Data entries:
^^^^

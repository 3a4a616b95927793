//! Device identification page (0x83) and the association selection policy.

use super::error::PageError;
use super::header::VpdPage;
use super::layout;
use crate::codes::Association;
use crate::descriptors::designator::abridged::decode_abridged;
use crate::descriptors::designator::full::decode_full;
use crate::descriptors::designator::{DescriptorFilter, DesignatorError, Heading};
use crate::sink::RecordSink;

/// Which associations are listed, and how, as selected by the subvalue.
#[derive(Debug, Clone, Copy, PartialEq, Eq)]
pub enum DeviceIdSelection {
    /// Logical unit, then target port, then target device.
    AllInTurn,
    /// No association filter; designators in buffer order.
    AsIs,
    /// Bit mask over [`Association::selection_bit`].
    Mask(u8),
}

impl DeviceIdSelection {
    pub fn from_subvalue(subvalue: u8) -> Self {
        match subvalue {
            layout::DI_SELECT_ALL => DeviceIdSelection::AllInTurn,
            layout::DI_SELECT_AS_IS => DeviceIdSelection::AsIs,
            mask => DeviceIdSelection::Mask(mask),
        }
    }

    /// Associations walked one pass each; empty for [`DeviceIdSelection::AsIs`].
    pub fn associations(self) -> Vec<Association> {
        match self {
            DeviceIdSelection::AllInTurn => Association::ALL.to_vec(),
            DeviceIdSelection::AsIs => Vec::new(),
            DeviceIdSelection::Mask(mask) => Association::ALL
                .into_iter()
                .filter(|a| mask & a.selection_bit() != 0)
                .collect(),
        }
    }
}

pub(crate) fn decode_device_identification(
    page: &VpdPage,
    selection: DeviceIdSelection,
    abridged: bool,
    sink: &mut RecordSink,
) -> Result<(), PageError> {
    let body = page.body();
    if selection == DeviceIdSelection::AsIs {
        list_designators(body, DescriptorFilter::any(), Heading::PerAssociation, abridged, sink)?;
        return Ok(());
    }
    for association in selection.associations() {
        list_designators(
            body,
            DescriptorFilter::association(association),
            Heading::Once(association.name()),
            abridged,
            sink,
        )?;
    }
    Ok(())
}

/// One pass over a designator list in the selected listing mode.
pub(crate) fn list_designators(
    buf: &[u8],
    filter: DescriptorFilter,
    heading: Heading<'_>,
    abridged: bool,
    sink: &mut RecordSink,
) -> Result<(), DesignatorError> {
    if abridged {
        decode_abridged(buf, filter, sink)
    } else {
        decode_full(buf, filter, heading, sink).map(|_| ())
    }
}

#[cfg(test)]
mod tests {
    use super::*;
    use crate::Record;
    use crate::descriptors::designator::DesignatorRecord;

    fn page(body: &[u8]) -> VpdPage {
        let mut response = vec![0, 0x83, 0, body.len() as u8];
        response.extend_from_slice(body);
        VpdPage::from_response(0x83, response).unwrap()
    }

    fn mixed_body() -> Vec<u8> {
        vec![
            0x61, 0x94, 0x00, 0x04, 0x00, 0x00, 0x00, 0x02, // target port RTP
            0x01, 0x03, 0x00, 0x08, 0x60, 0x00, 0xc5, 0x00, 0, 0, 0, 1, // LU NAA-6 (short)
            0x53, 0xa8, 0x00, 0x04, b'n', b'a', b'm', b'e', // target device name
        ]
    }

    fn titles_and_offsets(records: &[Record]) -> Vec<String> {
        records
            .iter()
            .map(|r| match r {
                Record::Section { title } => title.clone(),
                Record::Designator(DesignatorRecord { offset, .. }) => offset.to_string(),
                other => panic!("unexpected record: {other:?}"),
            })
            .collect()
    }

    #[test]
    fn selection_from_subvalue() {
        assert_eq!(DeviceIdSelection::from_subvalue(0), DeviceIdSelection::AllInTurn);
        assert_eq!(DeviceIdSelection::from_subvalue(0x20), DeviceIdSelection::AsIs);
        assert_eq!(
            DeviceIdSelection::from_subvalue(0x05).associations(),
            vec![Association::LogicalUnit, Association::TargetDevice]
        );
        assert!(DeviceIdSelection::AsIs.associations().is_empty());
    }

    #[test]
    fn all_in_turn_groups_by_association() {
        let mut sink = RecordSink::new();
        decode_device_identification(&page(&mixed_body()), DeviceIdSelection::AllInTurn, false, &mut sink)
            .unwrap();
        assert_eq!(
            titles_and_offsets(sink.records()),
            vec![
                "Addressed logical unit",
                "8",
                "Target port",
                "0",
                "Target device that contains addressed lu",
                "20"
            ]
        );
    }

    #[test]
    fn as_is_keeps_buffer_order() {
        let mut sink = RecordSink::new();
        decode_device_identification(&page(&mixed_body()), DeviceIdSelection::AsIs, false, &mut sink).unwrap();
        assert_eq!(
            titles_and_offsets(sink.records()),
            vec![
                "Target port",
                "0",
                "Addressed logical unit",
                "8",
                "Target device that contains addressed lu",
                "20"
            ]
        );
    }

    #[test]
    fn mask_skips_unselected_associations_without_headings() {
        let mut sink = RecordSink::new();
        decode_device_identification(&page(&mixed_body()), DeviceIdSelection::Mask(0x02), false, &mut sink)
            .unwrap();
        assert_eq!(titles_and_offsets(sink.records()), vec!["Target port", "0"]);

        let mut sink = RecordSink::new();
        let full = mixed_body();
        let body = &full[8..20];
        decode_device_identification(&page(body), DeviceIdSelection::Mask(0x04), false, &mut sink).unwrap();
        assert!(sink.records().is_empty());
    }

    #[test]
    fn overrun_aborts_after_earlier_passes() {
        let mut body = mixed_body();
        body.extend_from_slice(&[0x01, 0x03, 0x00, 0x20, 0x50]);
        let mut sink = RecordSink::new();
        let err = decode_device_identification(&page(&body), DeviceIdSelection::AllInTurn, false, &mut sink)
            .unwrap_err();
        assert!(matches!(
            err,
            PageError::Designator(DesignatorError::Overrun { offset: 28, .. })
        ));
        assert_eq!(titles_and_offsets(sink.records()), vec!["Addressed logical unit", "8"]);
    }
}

^^^^

◆ **Task details**: Every line with "layout" in it should be copied from the entries above.

◆ **Exercise output**:
use super::layout;
            layout::DI_SELECT_ALL => DeviceIdSelection::AllInTurn,
            layout::DI_SELECT_AS_IS => DeviceIdSelection::AsIs,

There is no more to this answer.